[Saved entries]
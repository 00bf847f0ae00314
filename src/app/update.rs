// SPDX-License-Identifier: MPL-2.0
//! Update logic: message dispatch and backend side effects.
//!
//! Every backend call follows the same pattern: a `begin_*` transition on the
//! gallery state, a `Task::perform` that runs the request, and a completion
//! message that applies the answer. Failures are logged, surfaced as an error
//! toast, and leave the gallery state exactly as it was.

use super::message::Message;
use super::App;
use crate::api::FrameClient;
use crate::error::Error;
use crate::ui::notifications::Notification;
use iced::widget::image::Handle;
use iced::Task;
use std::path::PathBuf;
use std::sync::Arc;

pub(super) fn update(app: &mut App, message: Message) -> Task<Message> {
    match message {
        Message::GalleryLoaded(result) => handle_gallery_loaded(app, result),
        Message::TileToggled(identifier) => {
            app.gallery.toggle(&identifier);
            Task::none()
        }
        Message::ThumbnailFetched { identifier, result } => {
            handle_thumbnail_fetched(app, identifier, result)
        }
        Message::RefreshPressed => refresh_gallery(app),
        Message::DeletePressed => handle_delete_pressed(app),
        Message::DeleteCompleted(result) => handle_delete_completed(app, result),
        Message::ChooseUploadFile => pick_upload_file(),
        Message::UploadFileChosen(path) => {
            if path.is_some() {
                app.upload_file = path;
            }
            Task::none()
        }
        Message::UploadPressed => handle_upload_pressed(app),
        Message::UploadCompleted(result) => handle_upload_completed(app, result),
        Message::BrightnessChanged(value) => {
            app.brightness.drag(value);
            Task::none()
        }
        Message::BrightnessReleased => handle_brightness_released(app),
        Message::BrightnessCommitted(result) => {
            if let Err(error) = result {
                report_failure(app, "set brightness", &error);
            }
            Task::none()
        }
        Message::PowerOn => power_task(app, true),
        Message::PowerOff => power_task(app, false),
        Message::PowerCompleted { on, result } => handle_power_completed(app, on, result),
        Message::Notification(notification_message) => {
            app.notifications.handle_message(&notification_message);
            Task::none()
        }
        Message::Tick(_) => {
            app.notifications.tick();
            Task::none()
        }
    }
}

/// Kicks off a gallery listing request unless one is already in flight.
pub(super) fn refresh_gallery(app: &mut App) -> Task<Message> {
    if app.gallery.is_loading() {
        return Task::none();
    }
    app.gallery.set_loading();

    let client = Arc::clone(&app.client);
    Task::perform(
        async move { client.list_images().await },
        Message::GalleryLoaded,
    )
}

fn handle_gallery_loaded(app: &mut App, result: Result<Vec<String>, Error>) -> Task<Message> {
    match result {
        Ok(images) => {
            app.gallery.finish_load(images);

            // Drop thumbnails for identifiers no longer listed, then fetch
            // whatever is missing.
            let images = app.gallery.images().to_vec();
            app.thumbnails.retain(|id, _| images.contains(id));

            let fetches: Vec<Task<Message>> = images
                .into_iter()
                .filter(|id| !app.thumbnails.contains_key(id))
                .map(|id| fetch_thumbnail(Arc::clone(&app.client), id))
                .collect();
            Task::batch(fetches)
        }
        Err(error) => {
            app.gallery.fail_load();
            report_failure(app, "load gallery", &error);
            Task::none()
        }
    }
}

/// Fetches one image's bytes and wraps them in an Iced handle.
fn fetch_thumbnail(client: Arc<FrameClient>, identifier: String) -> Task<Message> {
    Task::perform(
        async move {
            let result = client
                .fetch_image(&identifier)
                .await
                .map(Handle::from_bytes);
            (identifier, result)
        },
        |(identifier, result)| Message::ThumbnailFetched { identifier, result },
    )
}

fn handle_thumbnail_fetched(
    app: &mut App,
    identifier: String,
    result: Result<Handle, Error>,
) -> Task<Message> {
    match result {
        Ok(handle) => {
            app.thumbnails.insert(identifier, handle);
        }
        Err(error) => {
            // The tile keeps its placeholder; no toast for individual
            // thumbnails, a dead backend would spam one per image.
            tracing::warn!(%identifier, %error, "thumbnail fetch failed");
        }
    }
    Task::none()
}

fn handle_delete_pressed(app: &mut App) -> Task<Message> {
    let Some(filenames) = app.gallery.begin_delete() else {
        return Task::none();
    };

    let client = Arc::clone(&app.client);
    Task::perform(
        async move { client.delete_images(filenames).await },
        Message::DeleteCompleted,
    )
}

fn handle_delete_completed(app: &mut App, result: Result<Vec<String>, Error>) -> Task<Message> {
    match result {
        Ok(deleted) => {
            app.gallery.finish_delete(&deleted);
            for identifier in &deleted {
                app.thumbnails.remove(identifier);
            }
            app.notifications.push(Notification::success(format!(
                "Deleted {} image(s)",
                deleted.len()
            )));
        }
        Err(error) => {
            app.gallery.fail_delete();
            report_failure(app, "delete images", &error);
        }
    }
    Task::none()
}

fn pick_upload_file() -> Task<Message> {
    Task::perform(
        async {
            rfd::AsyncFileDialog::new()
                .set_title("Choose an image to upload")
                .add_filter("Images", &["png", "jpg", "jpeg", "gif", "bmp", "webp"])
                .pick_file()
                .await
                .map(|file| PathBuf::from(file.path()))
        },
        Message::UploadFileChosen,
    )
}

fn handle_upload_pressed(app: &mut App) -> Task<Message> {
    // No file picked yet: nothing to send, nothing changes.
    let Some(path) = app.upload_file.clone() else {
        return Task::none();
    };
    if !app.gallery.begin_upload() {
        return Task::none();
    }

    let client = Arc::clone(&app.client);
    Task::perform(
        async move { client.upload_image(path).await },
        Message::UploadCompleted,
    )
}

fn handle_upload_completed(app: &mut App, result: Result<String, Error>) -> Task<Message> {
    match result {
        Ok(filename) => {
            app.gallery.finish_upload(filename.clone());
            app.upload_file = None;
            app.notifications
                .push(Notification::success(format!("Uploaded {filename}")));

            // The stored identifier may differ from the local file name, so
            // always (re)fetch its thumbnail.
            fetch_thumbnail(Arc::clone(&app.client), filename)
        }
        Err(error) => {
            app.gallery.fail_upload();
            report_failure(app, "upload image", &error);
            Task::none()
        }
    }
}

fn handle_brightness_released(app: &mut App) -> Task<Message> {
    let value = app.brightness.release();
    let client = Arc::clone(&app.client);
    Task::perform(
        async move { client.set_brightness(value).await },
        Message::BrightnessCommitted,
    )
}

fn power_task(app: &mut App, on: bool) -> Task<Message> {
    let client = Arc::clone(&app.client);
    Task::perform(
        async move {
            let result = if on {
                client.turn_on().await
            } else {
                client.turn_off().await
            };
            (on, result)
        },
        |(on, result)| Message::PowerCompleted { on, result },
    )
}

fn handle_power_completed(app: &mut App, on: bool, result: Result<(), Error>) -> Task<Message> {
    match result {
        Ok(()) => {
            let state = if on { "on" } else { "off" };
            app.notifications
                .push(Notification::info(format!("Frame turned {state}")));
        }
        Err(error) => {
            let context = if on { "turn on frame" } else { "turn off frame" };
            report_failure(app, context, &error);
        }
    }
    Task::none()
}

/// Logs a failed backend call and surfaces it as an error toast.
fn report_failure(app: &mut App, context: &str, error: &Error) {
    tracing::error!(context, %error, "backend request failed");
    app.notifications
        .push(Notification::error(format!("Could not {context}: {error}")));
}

WHAT THE TASK ASKS. The records above need to be duplicated. Keep every word unchanged.

ANSWER SPACE.
repository 00bf847f0ae00314
filename src/app/update.rs
// SPDX-License-Identifier: MPL-2.0
//! Update logic: message dispatch and backend side effects.
//!
//! Every backend call follows the same pattern: a `begin_*` transition on the
//! gallery state, a `Task::perform` that runs the request, and a completion
//! message that applies the answer. Failures are logged, surfaced as an error
//! toast, and leave the gallery state exactly as it was.

use super::message::Message;
use super::App;
use crate::api::FrameClient;
use crate::error::Error;
use crate::ui::notifications::Notification;
use iced::widget::image::Handle;
use iced::Task;
use std::path::PathBuf;
use std::sync::Arc;

pub(super) fn update(app: &mut App, message: Message) -> Task<Message> {
    match message {
        Message::GalleryLoaded(result) => handle_gallery_loaded(app, result),
        Message::TileToggled(identifier) => {
            app.gallery.toggle(&identifier);
            Task::none()
        }
        Message::ThumbnailFetched { identifier, result } => {
            handle_thumbnail_fetched(app, identifier, result)
        }
        Message::RefreshPressed => refresh_gallery(app),
        Message::DeletePressed => handle_delete_pressed(app),
        Message::DeleteCompleted(result) => handle_delete_completed(app, result),
        Message::ChooseUploadFile => pick_upload_file(),
        Message::UploadFileChosen(path) => {
            if path.is_some() {
                app.upload_file = path;
            }
            Task::none()
        }
        Message::UploadPressed => handle_upload_pressed(app),
        Message::UploadCompleted(result) => handle_upload_completed(app, result),
        Message::BrightnessChanged(value) => {
            app.brightness.drag(value);
            Task::none()
        }
        Message::BrightnessReleased => handle_brightness_released(app),
        Message::BrightnessCommitted(result) => {
            if let Err(error) = result {
                report_failure(app, "set brightness", &error);
            }
            Task::none()
        }
        Message::PowerOn => power_task(app, true),
        Message::PowerOff => power_task(app, false),
        Message::PowerCompleted { on, result } => handle_power_completed(app, on, result),
        Message::Notification(notification_message) => {
            app.notifications.handle_message(&notification_message);
            Task::none()
        }
        Message::Tick(_) => {
            app.notifications.tick();
            Task::none()
        }
    }
}

/// Kicks off a gallery listing request unless one is already in flight.
pub(super) fn refresh_gallery(app: &mut App) -> Task<Message> {
    if app.gallery.is_loading() {
        return Task::none();
    }
    app.gallery.set_loading();

    let client = Arc::clone(&app.client);
    Task::perform(
        async move { client.list_images().await },
        Message::GalleryLoaded,
    )
}

fn handle_gallery_loaded(app: &mut App, result: Result<Vec<String>, Error>) -> Task<Message> {
    match result {
        Ok(images) => {
            app.gallery.finish_load(images);

            // Drop thumbnails for identifiers no longer listed, then fetch
            // whatever is missing.
            let images = app.gallery.images().to_vec();
            app.thumbnails.retain(|id, _| images.contains(id));

            let fetches: Vec<Task<Message>> = images
                .into_iter()
                .filter(|id| !app.thumbnails.contains_key(id))
                .map(|id| fetch_thumbnail(Arc::clone(&app.client), id))
                .collect();
            Task::batch(fetches)
        }
        Err(error) => {
            app.gallery.fail_load();
            report_failure(app, "load gallery", &error);
            Task::none()
        }
    }
}

/// Fetches one image's bytes and wraps them in an Iced handle.
fn fetch_thumbnail(client: Arc<FrameClient>, identifier: String) -> Task<Message> {
    Task::perform(
        async move {
            let result = client
                .fetch_image(&identifier)
                .await
                .map(Handle::from_bytes);
            (identifier, result)
        },
        |(identifier, result)| Message::ThumbnailFetched { identifier, result },
    )
}

fn handle_thumbnail_fetched(
    app: &mut App,
    identifier: String,
    result: Result<Handle, Error>,
) -> Task<Message> {
    match result {
        Ok(handle) => {
            app.thumbnails.insert(identifier, handle);
        }
        Err(error) => {
            // The tile keeps its placeholder; no toast for individual
            // thumbnails, a dead backend would spam one per image.
            tracing::warn!(%identifier, %error, "thumbnail fetch failed");
        }
    }
    Task::none()
}

fn handle_delete_pressed(app: &mut App) -> Task<Message> {
    let Some(filenames) = app.gallery.begin_delete() else {
        return Task::none();
    };

    let client = Arc::clone(&app.client);
    Task::perform(
        async move { client.delete_images(filenames).await },
        Message::DeleteCompleted,
    )
}

fn handle_delete_completed(app: &mut App, result: Result<Vec<String>, Error>) -> Task<Message> {
    match result {
        Ok(deleted) => {
            app.gallery.finish_delete(&deleted);
            for identifier in &deleted {
                app.thumbnails.remove(identifier);
            }
            app.notifications.push(Notification::success(format!(
                "Deleted {} image(s)",
                deleted.len()
            )));
        }
        Err(error) => {
            app.gallery.fail_delete();
            report_failure(app, "delete images", &error);
        }
    }
    Task::none()
}

fn pick_upload_file() -> Task<Message> {
    Task::perform(
        async {
            rfd::AsyncFileDialog::new()
                .set_title("Choose an image to upload")
                .add_filter("Images", &["png", "jpg", "jpeg", "gif", "bmp", "webp"])
                .pick_file()
                .await
                .map(|file| PathBuf::from(file.path()))
        },
        Message::UploadFileChosen,
    )
}

fn handle_upload_pressed(app: &mut App) -> Task<Message> {
    // No file picked yet: nothing to send, nothing changes.
    let Some(path) = app.upload_file.clone() else {
        return Task::none();
    };
    if !app.gallery.begin_upload() {
        return Task::none();
    }

    let client = Arc::clone(&app.client);
    Task::perform(
        async move { client.upload_image(path).await },
        Message::UploadCompleted,
    )
}

fn handle_upload_completed(app: &mut App, result: Result<String, Error>) -> Task<Message> {
    match result {
        Ok(filename) => {
            app.gallery.finish_upload(filename.clone());
            app.upload_file = None;
            app.notifications
                .push(Notification::success(format!("Uploaded {filename}")));

            // The stored identifier may differ from the local file name, so
            // always (re)fetch its thumbnail.
            fetch_thumbnail(Arc::clone(&app.client), filename)
        }
        Err(error) => {
            app.gallery.fail_upload();
            report_failure(app, "upload image", &error);
            Task::none()
        }
    }
}

fn handle_brightness_released(app: &mut App) -> Task<Message> {
    let value = app.brightness.release();
    let client = Arc::clone(&app.client);
    Task::perform(
        async move { client.set_brightness(value).await },
        Message::BrightnessCommitted,
    )
}

fn power_task(app: &mut App, on: bool) -> Task<Message> {
    let client = Arc::clone(&app.client);
    Task::perform(
        async move {
            let result = if on {
                client.turn_on().await
            } else {
                client.turn_off().await
            };
            (on, result)
        },
        |(on, result)| Message::PowerCompleted { on, result },
    )
}

fn handle_power_completed(app: &mut App, on: bool, result: Result<(), Error>) -> Task<Message> {
    match result {
        Ok(()) => {
            let state = if on { "on" } else { "off" };
            app.notifications
                .push(Notification::info(format!("Frame turned {state}")));
        }
        Err(error) => {
            let context = if on { "turn on frame" } else { "turn off frame" };
            report_failure(app, context, &error);
        }
    }
    Task::none()
}

/// Logs a failed backend call and surfaces it as an error toast.
fn report_failure(app: &mut App, context: &str, error: &Error) {
    tracing::error!(context, %error, "backend request failed");
    app.notifications
        .push(Notification::error(format!("Could not {context}: {error}")));
}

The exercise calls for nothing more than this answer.